Citing the desire to inform policy around Kentucky’s pregnant workers to ensure healthy pregnancies and full-term births, the Louisville Metro Department of Public Health and Wellness Center for Health Equity (CHE) and the Louisville Metro Board of Health have released a Health Impact Assessment of the Kentucky Pregnant Workers Rights Act (SB18).

A Health Impact Assessment is a process that brings together scientific data, health expertise and public input to identify potential health effects of proposed laws and regulations, programs, and projects. For this assessment CHE staff spoke with stakeholders and conducted a comprehensive review of existing data on the health impacts of working while pregnant to provide a more thorough understanding of how certain working environments can impact health. They also looked at evidence for the types of accommodations that can be made to reduce health disparities and improve health outcomes for pregnant workers and their developing children.

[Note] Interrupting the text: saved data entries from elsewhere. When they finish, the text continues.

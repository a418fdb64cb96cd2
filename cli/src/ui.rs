// Copyright 2024 The Mgt Authors
//
// Licensed under the Apache License, Version 2.0 (the "License");
// you may not use this file except in compliance with the License.
// You may obtain a copy of the License at
//
// https://www.apache.org/licenses/LICENSE-2.0
//
// Unless required by applicable law or agreed to in writing, software
// distributed under the License is distributed on an "AS IS" BASIS,
// WITHOUT WARRANTIES OR CONDITIONS OF ANY KIND, either express or implied.
// See the License for the specific language governing permissions and
// limitations under the License.

//! Terminal output with optional coloring.

use std::io::IsTerminal as _;

use crossterm::style::Color;
use crossterm::style::Stylize as _;

pub struct Ui {
    color: bool,
}

impl Ui {
    pub fn new() -> Self {
        let color =
            std::io::stdout().is_terminal() && std::env::var_os("NO_COLOR").is_none();
        Ui { color }
    }

    pub fn write(&mut self, text: &str) {
        print!("{text}");
    }

    pub fn writeln(&mut self, text: &str) {
        println!("{text}");
    }

    pub fn error(&mut self, text: &str) {
        eprintln!("Error: {text}");
    }

    pub fn hint(&mut self, text: &str) {
        eprintln!("Hint: {text}");
    }

    fn styled(&self, text: &str, color: Color) -> String {
        if self.color {
            text.with(color).to_string()
        } else {
            text.to_string()
        }
    }

    pub fn green(&self, text: &str) -> String {
        self.styled(text, Color::Green)
    }

    pub fn red(&self, text: &str) -> String {
        self.styled(text, Color::Red)
    }

    pub fn yellow(&self, text: &str) -> String {
        self.styled(text, Color::Yellow)
    }

    pub fn cyan(&self, text: &str) -> String {
        self.styled(text, Color::Cyan)
    }
}
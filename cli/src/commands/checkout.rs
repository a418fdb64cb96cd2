// Copyright 2024 The Mgt Authors
//
// Licensed under the Apache License, Version 2.0 (the "License");
// you may not use this file except in compliance with the License.
// You may obtain a copy of the License at
//
// https://www.apache.org/licenses/LICENSE-2.0
//
// Unless required by applicable law or agreed to in writing, software
// distributed under the License is distributed on an "AS IS" BASIS,
// WITHOUT WARRANTIES OR CONDITIONS OF ANY KIND, either express or implied.
// See the License for the specific language governing permissions and
// limitations under the License.

use mgt_lib::repo_ast::RepoAst;
use mgt_lib::status;
use mgt_lib::status::StatusOptions;
use mgt_lib::store::ResetMode;
use pollster::FutureExt as _;

use crate::cli_util;
use crate::command_error::CommandError;
use crate::ui::Ui;

/// Check out a branch or commit, updating every open sub-repo to its pin
#[derive(clap::Args, Clone, Debug)]
pub struct CheckoutArgs {
    /// The branch or commit to check out
    #[arg(value_name = "COMMITTISH")]
    committish: String,
}

pub fn cmd_checkout(ui: &mut Ui, args: &CheckoutArgs) -> Result<(), CommandError> {
    let workspace = cli_util::load_workspace()?;
    let store = workspace.meta();
    let opener = workspace.opener();
    let hooks = workspace.hooks();

    let repo_status = status::repo_status(&store, &opener, &StatusOptions::default()).block_on()?;
    if !status::is_deep_clean(&repo_status, true) {
        return Err(CommandError::user(
            "cannot checkout: the repository has uncommitted changes",
        ));
    }

    let old_head = store.head().block_on()?;
    let target = workspace.resolve_commit(&args.committish).block_on()?;
    let is_branch = store
        .branches()
        .block_on()?
        .contains_key(args.committish.as_str());
    if is_branch {
        store.checkout_branch(&args.committish).block_on()?;
    } else {
        store.checkout_detached(&target).block_on()?;
    }

    // Move every open sub onto the pins of the new tree.
    let new_head = store.head().block_on()?.expect("checkout set HEAD");
    let tree = store.tree_of(&new_head).block_on()?;
    for (path, def) in RepoAst::submodules_of(&tree) {
        let (Some(handle), Some(pin)) = (opener.open(&path), def.commit) else {
            continue;
        };
        if handle.has_commit(&pin).block_on()? {
            handle.reset(&pin, ResetMode::Hard).block_on()?;
        } else {
            workspace.save()?;
            return Err(CommandError::user(format!(
                "submodule {path} pin {pin} is not present locally"
            )));
        }
    }

    workspace.save()?;
    let old = old_head
        .map(|id| id.hex())
        .unwrap_or_else(|| "0".repeat(64));
    hooks.post_checkout(&old, &new_head.hex());

    if is_branch {
        ui.writeln(&format!("Switched to branch {}", args.committish));
    } else {
        ui.writeln(&format!("HEAD is now at {}", new_head.short_hex()));
    }
    Ok(())
}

“Almost everything shapes our health—where we work, play, pray, and live. Health Impact Assessments gather the right information to gain an understanding of how policies and programs affect our health so decision-makers can promote policies and plans that improve and protect health for all,” said Dr. Sarah Moyer, director of the Louisville Metro Department of Public Health and Wellness and Chief Health Strategist for the city.  The department has been conducting Health Impact Assessments since 2017.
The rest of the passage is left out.